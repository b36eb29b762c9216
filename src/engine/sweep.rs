//! Market sweeps and fill-or-kill execution.
//!
//! Takers settle directly against their account: nothing is frozen first and
//! nothing rests afterwards. The taker's own resting orders are skipped.

use std::sync::Arc;

use rust_decimal::prelude::ToPrimitive;
use rust_decimal::Decimal;
use tracing::{debug, warn};

use crate::engine::settle::{buy_shares, credit_funds, credit_shares, sell_shares};
use crate::engine::{Execution, Outcome};
use crate::error::{OrderError, SubmitError};
use crate::orderbook::BookState;
use crate::participant::{Participant, ParticipantId};
use crate::types::price::notional;
use crate::types::Side;

/// Slab keys of the opposite side in priority order, minus the taker's own orders.
fn counter_orders(state: &BookState, taker_side: Side, taker: ParticipantId) -> Vec<usize> {
    state
        .side_in_priority(taker_side.opposite())
        .filter(|(_, order)| order.owner_id() != taker)
        .map(|(key, _)| key)
        .collect()
}

/// Buy up to `quantity` from the asks at their resting prices.
///
/// Each fill is capped by what the taker can afford at that price; the sweep
/// stops once quantity or funds run out.
pub fn market_buy(state: &mut BookState, taker: &Arc<dyn Participant>, quantity: u64) -> Outcome {
    let mut outcome = Outcome::default();
    let mut remaining = quantity;

    for key in counter_orders(state, Side::Buy, taker.id()) {
        if remaining == 0 {
            break;
        }
        let Some(ask) = state.get(key) else {
            continue;
        };
        let price = ask.price();
        let affordable = {
            let funds = taker.account().lock().available_funds();
            funds
                .checked_div(price)
                .and_then(|shares| shares.floor().to_u64())
                .unwrap_or(0)
        };
        let volume = ask.volume().min(remaining).min(affordable);
        if volume == 0 {
            break;
        }
        let Some(cost) = notional(price, volume) else {
            break;
        };
        let seller = ask.owner().clone();
        let ask_id = ask.id();

        if let Err(err) = buy_shares(&mut taker.account().lock(), cost, volume) {
            warn!(owner = %taker.id(), %cost, volume, %err, "market buy settlement failed");
            break;
        }
        credit_funds(seller.as_ref(), cost);
        state.fill(key, volume);
        remaining -= volume;

        outcome.record(
            state,
            Execution {
                buyer: taker.clone(),
                seller,
                bid_order_id: None,
                ask_order_id: Some(ask_id),
                price,
                volume,
            },
        );
    }

    outcome.taker_volume = quantity - remaining;
    debug!(owner = %taker.id(), requested = quantity, filled = outcome.taker_volume, "market buy swept");
    outcome
}

/// Sell up to `quantity` into the bids at their resting prices.
///
/// Fills are capped by the taker's share inventory.
pub fn market_sell(state: &mut BookState, taker: &Arc<dyn Participant>, quantity: u64) -> Outcome {
    let mut outcome = Outcome::default();
    let mut remaining = quantity;

    for key in counter_orders(state, Side::Sell, taker.id()) {
        if remaining == 0 {
            break;
        }
        let Some(bid) = state.get(key) else {
            continue;
        };
        let price = bid.price();
        let held = taker.account().lock().shares_held();
        let volume = bid.volume().min(remaining).min(held);
        if volume == 0 {
            break;
        }
        let Some(proceeds) = notional(price, volume) else {
            break;
        };
        let buyer = bid.owner().clone();
        let bid_id = bid.id();

        if let Err(err) = sell_shares(&mut taker.account().lock(), volume, proceeds) {
            warn!(owner = %taker.id(), %proceeds, volume, %err, "market sell settlement failed");
            break;
        }
        // The bid reserved exactly `price × volume` for this fill.
        credit_shares(buyer.as_ref(), volume);
        state.fill(key, volume);
        remaining -= volume;

        outcome.record(
            state,
            Execution {
                buyer,
                seller: taker.clone(),
                bid_order_id: Some(bid_id),
                ask_order_id: None,
                price,
                volume,
            },
        );
    }

    outcome.taker_volume = quantity - remaining;
    debug!(owner = %taker.id(), requested = quantity, filled = outcome.taker_volume, "market sell swept");
    outcome
}

/// Execute `quantity` in full against liquidity at or better than
/// `limit_price`, or change nothing.
///
/// The full plan, its cost and the taker's balance are checked before the
/// first mutation.
pub fn fill_or_kill(
    state: &mut BookState,
    side: Side,
    taker: &Arc<dyn Participant>,
    limit_price: Decimal,
    quantity: u64,
) -> Result<Outcome, SubmitError> {
    if quantity == 0 {
        return Err(OrderError::ZeroVolume.into());
    }
    if limit_price <= Decimal::ZERO {
        return Err(OrderError::NonPositivePrice(limit_price).into());
    }

    // (key, price, volume) per counter order, in priority order
    let mut plan = Vec::new();
    let mut available = 0u64;
    let mut needed = quantity;
    for key in counter_orders(state, side, taker.id()) {
        let Some(order) = state.get(key) else {
            continue;
        };
        let within_limit = match side {
            Side::Buy => order.price() <= limit_price,
            Side::Sell => order.price() >= limit_price,
        };
        if !within_limit {
            break;
        }
        available = available.saturating_add(order.volume());
        if needed > 0 {
            let take = order.volume().min(needed);
            plan.push((key, order.price(), take));
            needed -= take;
        }
    }

    if needed > 0 {
        debug!(owner = %taker.id(), %side, %limit_price, quantity, available, "fill-or-kill killed");
        return Err(SubmitError::FillOrKillUnfilled {
            requested: quantity,
            available,
        });
    }

    let mut total = Decimal::ZERO;
    for &(_, price, volume) in &plan {
        total = notional(price, volume)
            .and_then(|n| total.checked_add(n))
            .ok_or(SubmitError::UnpriceableOrder(price))?;
    }

    {
        let mut account = taker.account().lock();
        match side {
            Side::Buy => buy_shares(&mut account, total, quantity)?,
            Side::Sell => sell_shares(&mut account, quantity, total)?,
        }
    }

    let mut outcome = Outcome::default();
    for (key, price, volume) in plan {
        let Some(counter) = state.get(key) else {
            continue;
        };
        let counterparty = counter.owner().clone();
        let counter_id = Some(counter.id());

        let execution = match side {
            Side::Buy => {
                if let Some(proceeds) = notional(price, volume) {
                    credit_funds(counterparty.as_ref(), proceeds);
                }
                Execution {
                    buyer: taker.clone(),
                    seller: counterparty,
                    bid_order_id: None,
                    ask_order_id: counter_id,
                    price,
                    volume,
                }
            }
            Side::Sell => {
                credit_shares(counterparty.as_ref(), volume);
                Execution {
                    buyer: counterparty,
                    seller: taker.clone(),
                    bid_order_id: counter_id,
                    ask_order_id: None,
                    price,
                    volume,
                }
            }
        };
        state.fill(key, volume);
        outcome.record(state, execution);
    }

    outcome.taker_volume = quantity;
    Ok(outcome)
}

#[cfg(test)]
mod tests {
    use super::*;

    use crate::account::Account;
    use crate::participant::{ParticipantKind, Trader};
    use crate::types::{Order, Stock};

    fn d(value: i64) -> Decimal {
        Decimal::from(value)
    }

    fn trader(funds: i64, shares: u64) -> Arc<Trader> {
        Arc::new(Trader::new(
            ParticipantKind::Value,
            Account::new(d(funds), shares).unwrap(),
        ))
    }

    fn dyn_of(trader: &Arc<Trader>) -> Arc<dyn Participant> {
        trader.clone()
    }

    fn state() -> BookState {
        BookState::with_capacity(Stock::new("TEST", d(10)).unwrap(), 64)
    }

    fn rest(state: &mut BookState, owner: &Arc<Trader>, side: Side, price: Decimal, volume: u64) {
        {
            let mut account = owner.account().lock();
            match side {
                Side::Buy => assert!(account.freeze_funds(price * Decimal::from(volume))),
                Side::Sell => assert!(account.freeze_shares(volume)),
            }
        }
        state.insert(Order::limit(side, price, volume, dyn_of(owner)).unwrap());
    }

    #[test]
    fn test_market_buy_sweeps_levels() {
        let mut book = state();
        let seller = trader(0, 100);
        let buyer = trader(1_000, 0);
        rest(&mut book, &seller, Side::Sell, d(10), 30);
        rest(&mut book, &seller, Side::Sell, d(11), 30);

        let outcome = market_buy(&mut book, &dyn_of(&buyer), 50);

        assert_eq!(outcome.taker_volume, 50);
        assert_eq!(outcome.trades.len(), 2);
        assert_eq!(buyer.shares(), 50);
        assert_eq!(buyer.funds(), d(1_000 - 300 - 220));
        assert_eq!(seller.funds(), d(520));
        assert_eq!(book.depth(Side::Sell, 5), vec![(d(11), 10)]);
        assert_eq!(book.last_price(), d(11));
    }

    #[test]
    fn test_market_buy_capped_by_funds() {
        let mut book = state();
        let seller = trader(0, 100);
        let buyer = trader(95, 0);
        rest(&mut book, &seller, Side::Sell, d(10), 50);

        let outcome = market_buy(&mut book, &dyn_of(&buyer), 50);

        assert_eq!(outcome.taker_volume, 9);
        assert_eq!(buyer.funds(), d(5));
        assert_eq!(book.depth(Side::Sell, 1), vec![(d(10), 41)]);
    }

    #[test]
    fn test_market_buy_skips_own_orders() {
        let mut book = state();
        let both = trader(1_000, 100);
        let other = trader(0, 100);
        rest(&mut book, &both, Side::Sell, d(9), 10);
        rest(&mut book, &other, Side::Sell, d(10), 10);

        let outcome = market_buy(&mut book, &dyn_of(&both), 20);

        assert_eq!(outcome.taker_volume, 10);
        assert_eq!(outcome.trades[0].seller, other.id());
        assert_eq!(book.ask_count(), 1);
    }

    #[test]
    fn test_market_sell_capped_by_inventory() {
        let mut book = state();
        let buyer = trader(1_000, 0);
        let seller = trader(0, 7);
        rest(&mut book, &buyer, Side::Buy, d(10), 20);

        let outcome = market_sell(&mut book, &dyn_of(&seller), 20);

        assert_eq!(outcome.taker_volume, 7);
        assert_eq!(seller.funds(), d(70));
        assert_eq!(seller.shares(), 0);
        assert_eq!(buyer.shares(), 7);
        assert_eq!(book.depth(Side::Buy, 1), vec![(d(10), 13)]);
    }

    #[test]
    fn test_market_order_on_empty_book() {
        let mut book = state();
        let buyer = trader(1_000, 0);

        let outcome = market_buy(&mut book, &dyn_of(&buyer), 10);
        assert_eq!(outcome.taker_volume, 0);
        assert!(outcome.is_empty());
        assert_eq!(buyer.funds(), d(1_000));
    }

    #[test]
    fn test_fok_buy_fills_across_orders() {
        let mut book = state();
        let seller = trader(0, 100);
        let buyer = trader(1_000, 0);
        rest(&mut book, &seller, Side::Sell, d(10), 30);
        rest(&mut book, &seller, Side::Sell, d(11), 30);
        rest(&mut book, &seller, Side::Sell, d(12), 30);

        let outcome = fill_or_kill(&mut book, Side::Buy, &dyn_of(&buyer), d(11), 40).unwrap();

        assert_eq!(outcome.taker_volume, 40);
        assert_eq!(buyer.shares(), 40);
        assert_eq!(buyer.funds(), d(1_000 - 300 - 110));
        assert_eq!(book.depth(Side::Sell, 5), vec![(d(11), 20), (d(12), 30)]);
    }

    #[test]
    fn test_fok_killed_leaves_everything() {
        let mut book = state();
        let seller = trader(0, 100);
        let buyer = trader(10_000, 0);
        rest(&mut book, &seller, Side::Sell, d(10), 40);
        let before = book.state_root();

        let err = fill_or_kill(&mut book, Side::Buy, &dyn_of(&buyer), d(10), 100).unwrap_err();

        assert_eq!(err, SubmitError::FillOrKillUnfilled { requested: 100, available: 40 });
        assert_eq!(book.state_root(), before);
        assert_eq!(buyer.funds(), d(10_000));
        assert_eq!(seller.funds(), d(0));
    }

    #[test]
    fn test_fok_unaffordable_leaves_everything() {
        let mut book = state();
        let seller = trader(0, 100);
        let buyer = trader(50, 0);
        rest(&mut book, &seller, Side::Sell, d(10), 40);
        let before = book.state_root();

        let err = fill_or_kill(&mut book, Side::Buy, &dyn_of(&buyer), d(10), 10).unwrap_err();

        assert!(matches!(err, SubmitError::InsufficientFunds { .. }));
        assert_eq!(book.state_root(), before);
        assert_eq!(buyer.funds(), d(50));
    }

    #[test]
    fn test_fok_sell_into_bids() {
        let mut book = state();
        let buyer = trader(1_000, 0);
        let seller = trader(0, 50);
        rest(&mut book, &buyer, Side::Buy, d(10), 20);
        rest(&mut book, &buyer, Side::Buy, d(9), 20);

        let outcome = fill_or_kill(&mut book, Side::Sell, &dyn_of(&seller), d(9), 30).unwrap();

        assert_eq!(outcome.trades.len(), 2);
        assert_eq!(seller.funds(), d(200 + 90));
        assert_eq!(seller.shares(), 20);
        assert_eq!(buyer.shares(), 30);
        assert_eq!(book.depth(Side::Buy, 1), vec![(d(9), 10)]);
    }

    #[test]
    fn test_fok_excludes_own_liquidity() {
        let mut book = state();
        let both = trader(1_000, 100);
        rest(&mut book, &both, Side::Sell, d(10), 50);

        let err = fill_or_kill(&mut book, Side::Buy, &dyn_of(&both), d(10), 10).unwrap_err();
        assert_eq!(err, SubmitError::FillOrKillUnfilled { requested: 10, available: 0 });
    }
}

Task prompt:
For the word "else", return every line of the records that holds it.

Response box:
        let Some(ask) = state.get(key) else {
        let Some(cost) = notional(price, volume) else {
        let Some(bid) = state.get(key) else {
        let Some(proceeds) = notional(price, volume) else {
        let Some(order) = state.get(key) else {
        let Some(counter) = state.get(key) else {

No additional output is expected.